Among the records below, find each line that includes the string "AddInfeasibility" and copy it.

(Saved entries)
★ ★ ★ ★ ★

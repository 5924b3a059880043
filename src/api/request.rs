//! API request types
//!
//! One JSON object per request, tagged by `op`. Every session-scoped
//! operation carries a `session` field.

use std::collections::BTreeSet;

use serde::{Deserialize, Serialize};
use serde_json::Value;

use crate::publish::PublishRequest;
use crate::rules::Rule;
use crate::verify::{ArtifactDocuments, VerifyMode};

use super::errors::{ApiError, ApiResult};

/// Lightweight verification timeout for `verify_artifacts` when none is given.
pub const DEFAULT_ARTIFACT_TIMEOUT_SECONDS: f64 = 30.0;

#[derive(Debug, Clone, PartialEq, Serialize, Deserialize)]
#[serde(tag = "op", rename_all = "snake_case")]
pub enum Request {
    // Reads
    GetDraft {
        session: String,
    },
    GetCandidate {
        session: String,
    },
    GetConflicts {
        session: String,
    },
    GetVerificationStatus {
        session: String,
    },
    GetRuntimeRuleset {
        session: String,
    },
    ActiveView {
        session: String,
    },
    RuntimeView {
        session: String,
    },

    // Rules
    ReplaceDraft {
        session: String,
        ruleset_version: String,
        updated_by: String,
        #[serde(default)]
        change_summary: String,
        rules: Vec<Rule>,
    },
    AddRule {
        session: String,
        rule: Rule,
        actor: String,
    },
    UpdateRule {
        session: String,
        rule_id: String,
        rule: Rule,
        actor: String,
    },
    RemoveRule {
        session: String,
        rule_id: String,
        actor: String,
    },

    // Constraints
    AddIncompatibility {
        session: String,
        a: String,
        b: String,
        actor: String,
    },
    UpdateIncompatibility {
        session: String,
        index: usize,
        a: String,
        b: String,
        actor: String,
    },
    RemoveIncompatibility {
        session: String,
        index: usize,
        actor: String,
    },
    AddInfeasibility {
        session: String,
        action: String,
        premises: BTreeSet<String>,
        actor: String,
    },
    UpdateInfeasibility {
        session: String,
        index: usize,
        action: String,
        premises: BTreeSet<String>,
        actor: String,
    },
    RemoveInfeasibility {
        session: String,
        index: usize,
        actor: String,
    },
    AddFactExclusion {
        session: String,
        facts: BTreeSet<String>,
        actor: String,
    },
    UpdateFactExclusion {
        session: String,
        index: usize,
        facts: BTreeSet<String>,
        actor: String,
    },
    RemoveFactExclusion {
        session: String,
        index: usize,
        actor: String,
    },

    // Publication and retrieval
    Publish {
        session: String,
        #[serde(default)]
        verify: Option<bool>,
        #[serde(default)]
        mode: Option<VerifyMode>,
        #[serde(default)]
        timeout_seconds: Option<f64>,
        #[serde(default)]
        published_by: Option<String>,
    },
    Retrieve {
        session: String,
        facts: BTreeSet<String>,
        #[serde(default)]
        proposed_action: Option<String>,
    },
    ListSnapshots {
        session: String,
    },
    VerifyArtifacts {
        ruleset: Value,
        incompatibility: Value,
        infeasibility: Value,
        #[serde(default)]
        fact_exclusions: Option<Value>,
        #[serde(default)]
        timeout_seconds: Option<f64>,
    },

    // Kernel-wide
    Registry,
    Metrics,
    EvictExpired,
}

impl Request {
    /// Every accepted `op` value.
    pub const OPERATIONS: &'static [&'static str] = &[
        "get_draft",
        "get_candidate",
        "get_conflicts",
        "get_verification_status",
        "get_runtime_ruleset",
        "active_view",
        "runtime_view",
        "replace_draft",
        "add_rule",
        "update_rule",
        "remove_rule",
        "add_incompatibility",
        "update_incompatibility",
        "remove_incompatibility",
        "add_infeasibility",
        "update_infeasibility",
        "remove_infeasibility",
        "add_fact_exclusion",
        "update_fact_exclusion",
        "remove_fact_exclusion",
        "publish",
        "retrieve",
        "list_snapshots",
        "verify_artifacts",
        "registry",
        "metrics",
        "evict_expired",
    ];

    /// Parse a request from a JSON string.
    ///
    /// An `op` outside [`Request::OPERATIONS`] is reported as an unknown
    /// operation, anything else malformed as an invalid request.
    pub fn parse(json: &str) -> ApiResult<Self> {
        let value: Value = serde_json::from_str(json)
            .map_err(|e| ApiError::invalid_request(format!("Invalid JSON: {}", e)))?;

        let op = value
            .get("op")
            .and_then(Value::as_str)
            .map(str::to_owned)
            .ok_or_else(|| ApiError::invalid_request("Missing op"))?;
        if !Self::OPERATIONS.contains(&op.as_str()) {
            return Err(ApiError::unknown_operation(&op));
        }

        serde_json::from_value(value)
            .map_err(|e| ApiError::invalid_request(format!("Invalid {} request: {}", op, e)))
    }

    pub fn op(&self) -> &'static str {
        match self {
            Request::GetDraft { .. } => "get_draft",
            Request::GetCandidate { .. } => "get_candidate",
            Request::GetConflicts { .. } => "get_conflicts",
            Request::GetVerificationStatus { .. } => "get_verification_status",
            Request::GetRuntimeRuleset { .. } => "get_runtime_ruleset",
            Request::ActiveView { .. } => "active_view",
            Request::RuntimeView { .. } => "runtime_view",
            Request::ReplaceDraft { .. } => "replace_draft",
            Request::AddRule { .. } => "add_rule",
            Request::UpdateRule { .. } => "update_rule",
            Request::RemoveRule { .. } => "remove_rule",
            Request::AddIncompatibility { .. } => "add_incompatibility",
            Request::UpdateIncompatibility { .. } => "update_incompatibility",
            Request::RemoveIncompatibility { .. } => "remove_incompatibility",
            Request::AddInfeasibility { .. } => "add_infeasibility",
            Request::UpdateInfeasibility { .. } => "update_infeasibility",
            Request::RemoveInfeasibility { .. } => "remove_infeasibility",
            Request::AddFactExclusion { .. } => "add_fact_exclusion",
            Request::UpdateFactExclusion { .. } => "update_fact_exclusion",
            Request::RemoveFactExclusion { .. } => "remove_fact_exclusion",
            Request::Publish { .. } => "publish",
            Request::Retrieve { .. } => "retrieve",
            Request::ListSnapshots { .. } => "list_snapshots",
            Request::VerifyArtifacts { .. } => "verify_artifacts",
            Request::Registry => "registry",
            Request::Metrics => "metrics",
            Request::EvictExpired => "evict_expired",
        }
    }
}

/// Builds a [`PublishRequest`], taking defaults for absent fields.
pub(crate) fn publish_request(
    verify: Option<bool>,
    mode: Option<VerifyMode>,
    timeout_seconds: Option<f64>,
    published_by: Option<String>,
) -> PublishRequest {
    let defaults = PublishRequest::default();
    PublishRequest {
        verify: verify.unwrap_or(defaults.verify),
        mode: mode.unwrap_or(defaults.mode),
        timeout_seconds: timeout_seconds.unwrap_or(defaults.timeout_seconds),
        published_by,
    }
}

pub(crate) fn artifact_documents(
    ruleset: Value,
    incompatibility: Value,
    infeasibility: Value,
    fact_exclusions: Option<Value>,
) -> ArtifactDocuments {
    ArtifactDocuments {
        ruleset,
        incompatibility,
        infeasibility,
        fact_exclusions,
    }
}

★ ★ ★ ★ ★

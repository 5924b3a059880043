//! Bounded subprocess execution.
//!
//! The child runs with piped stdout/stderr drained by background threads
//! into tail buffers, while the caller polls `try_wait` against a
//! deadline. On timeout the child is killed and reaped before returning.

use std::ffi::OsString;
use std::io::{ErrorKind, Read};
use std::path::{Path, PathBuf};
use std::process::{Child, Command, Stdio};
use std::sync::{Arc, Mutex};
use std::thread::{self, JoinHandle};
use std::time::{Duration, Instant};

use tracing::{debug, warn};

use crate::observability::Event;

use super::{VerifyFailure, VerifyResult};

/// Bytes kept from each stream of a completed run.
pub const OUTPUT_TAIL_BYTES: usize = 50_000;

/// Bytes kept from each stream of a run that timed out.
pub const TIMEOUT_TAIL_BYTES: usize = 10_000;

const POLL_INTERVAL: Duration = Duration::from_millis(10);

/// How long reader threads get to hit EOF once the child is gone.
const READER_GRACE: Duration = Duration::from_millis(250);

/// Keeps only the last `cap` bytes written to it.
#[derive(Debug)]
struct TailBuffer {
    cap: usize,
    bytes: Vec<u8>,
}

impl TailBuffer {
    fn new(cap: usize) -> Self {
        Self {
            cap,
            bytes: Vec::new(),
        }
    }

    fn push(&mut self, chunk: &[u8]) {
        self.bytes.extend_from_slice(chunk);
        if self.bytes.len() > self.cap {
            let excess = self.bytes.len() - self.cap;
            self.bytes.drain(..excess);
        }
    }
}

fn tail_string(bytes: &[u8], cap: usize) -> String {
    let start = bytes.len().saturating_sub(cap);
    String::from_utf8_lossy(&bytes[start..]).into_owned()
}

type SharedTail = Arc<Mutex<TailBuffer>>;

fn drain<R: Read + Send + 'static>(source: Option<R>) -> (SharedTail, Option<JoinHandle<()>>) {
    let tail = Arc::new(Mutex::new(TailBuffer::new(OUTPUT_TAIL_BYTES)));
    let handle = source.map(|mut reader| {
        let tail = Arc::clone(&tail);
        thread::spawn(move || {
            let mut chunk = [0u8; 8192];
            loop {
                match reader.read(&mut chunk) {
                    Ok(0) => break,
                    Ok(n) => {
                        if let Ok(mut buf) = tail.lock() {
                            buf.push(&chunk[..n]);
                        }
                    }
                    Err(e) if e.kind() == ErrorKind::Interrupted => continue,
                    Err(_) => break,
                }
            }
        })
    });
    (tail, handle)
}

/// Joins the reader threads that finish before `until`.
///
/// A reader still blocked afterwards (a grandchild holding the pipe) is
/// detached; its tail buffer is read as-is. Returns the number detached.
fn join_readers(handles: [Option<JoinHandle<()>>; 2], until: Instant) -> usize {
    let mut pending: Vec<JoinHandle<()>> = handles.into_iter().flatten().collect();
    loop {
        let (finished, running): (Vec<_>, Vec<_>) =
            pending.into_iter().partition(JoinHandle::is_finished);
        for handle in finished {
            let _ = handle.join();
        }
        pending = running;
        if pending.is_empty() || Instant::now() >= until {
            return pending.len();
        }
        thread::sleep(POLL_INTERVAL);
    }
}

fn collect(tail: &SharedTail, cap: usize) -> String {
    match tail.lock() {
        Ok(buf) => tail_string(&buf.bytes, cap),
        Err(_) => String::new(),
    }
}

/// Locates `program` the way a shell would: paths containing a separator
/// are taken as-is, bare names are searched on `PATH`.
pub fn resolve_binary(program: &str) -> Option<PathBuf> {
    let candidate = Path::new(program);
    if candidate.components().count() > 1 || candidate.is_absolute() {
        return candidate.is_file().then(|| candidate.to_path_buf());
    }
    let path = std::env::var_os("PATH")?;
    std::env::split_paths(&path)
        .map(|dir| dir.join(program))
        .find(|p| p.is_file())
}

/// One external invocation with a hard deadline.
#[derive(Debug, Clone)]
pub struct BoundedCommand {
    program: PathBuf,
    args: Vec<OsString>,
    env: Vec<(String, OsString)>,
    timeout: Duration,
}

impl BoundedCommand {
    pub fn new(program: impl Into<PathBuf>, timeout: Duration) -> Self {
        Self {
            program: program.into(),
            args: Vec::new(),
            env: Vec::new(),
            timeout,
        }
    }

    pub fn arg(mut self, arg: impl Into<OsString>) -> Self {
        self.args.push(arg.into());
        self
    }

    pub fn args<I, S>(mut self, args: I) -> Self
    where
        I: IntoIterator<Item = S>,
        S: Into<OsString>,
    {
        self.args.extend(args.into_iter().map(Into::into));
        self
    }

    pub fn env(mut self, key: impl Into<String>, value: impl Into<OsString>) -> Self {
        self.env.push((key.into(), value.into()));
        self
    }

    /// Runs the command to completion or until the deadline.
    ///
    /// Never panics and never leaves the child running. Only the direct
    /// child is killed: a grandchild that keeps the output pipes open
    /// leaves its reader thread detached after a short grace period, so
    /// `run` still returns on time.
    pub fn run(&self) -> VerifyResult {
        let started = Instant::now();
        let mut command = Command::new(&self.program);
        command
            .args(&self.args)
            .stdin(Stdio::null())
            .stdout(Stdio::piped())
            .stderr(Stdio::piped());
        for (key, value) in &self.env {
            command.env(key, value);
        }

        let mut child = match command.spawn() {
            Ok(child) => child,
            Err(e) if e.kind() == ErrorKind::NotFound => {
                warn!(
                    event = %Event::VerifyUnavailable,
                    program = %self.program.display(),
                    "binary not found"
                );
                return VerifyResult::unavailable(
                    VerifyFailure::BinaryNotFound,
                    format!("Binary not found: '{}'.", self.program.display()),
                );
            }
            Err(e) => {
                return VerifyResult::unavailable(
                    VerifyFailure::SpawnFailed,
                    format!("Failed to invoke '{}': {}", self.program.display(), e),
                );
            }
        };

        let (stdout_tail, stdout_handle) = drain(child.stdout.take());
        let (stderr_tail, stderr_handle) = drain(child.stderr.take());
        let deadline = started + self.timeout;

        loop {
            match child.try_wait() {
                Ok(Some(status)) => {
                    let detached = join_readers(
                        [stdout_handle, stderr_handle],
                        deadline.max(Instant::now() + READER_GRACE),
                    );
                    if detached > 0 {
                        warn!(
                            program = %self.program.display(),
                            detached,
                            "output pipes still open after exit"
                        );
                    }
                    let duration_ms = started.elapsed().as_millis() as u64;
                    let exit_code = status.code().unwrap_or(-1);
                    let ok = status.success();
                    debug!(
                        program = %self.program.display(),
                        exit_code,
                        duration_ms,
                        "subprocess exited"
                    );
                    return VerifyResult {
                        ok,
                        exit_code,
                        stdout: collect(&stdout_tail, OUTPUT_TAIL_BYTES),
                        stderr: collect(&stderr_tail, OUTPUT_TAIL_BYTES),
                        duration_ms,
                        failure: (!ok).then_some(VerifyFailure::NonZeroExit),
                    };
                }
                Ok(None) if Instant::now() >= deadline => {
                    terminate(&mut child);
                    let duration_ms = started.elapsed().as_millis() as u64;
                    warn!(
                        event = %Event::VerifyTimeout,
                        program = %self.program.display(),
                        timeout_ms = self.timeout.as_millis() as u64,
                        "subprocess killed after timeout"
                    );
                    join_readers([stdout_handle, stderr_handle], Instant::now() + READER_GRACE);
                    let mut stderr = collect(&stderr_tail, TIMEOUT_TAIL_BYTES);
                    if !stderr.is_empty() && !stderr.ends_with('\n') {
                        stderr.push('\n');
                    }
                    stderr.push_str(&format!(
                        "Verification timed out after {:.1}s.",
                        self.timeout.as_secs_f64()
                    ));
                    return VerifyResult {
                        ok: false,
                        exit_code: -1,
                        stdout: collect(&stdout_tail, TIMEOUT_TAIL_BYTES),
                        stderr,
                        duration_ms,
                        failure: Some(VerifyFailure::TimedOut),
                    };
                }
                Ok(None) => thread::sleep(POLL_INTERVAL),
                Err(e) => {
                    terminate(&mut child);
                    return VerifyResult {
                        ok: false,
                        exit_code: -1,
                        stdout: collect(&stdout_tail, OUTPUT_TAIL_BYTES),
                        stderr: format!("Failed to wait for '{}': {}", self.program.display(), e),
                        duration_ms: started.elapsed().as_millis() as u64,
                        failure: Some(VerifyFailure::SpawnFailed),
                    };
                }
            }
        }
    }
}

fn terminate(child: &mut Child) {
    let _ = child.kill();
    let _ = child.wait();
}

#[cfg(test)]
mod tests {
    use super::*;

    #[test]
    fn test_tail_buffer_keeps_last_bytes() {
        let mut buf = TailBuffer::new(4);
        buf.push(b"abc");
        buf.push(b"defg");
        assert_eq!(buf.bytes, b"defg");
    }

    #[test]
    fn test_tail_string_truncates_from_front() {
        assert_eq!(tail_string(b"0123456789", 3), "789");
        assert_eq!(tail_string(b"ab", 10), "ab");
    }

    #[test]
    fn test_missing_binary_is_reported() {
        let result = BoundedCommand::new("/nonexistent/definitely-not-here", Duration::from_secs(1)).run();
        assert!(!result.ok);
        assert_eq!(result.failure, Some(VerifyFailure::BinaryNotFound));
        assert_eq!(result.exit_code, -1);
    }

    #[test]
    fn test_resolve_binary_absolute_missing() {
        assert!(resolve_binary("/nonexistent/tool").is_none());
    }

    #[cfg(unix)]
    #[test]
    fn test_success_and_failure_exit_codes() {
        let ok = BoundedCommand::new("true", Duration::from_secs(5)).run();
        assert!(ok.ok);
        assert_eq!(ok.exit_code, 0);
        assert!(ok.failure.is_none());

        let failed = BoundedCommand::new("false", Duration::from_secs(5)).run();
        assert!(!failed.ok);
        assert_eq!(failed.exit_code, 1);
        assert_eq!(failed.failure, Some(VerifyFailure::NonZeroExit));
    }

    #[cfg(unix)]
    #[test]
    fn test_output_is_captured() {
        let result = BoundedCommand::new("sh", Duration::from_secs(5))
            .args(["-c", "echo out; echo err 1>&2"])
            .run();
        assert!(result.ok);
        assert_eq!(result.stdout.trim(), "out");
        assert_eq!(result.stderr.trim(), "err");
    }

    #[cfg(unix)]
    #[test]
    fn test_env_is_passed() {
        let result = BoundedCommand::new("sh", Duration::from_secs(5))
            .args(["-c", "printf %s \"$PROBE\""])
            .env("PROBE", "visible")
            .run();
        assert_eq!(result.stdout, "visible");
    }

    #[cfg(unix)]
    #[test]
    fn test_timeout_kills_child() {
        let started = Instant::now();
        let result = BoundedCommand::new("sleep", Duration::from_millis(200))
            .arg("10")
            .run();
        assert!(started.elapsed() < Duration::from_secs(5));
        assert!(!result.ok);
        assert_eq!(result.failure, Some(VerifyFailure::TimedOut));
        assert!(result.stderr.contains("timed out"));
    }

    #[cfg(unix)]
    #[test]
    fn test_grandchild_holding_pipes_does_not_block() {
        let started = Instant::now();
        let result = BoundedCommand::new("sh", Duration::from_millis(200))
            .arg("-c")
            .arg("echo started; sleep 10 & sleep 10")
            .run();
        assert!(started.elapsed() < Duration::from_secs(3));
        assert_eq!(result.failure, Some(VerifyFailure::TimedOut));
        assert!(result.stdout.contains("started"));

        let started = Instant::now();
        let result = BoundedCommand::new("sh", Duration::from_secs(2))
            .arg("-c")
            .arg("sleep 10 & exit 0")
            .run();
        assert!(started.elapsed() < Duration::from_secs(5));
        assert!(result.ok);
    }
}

★ ★ ★ ★ ★

Result of the task:
    AddInfeasibility {
            Request::AddInfeasibility { .. } => "add_infeasibility",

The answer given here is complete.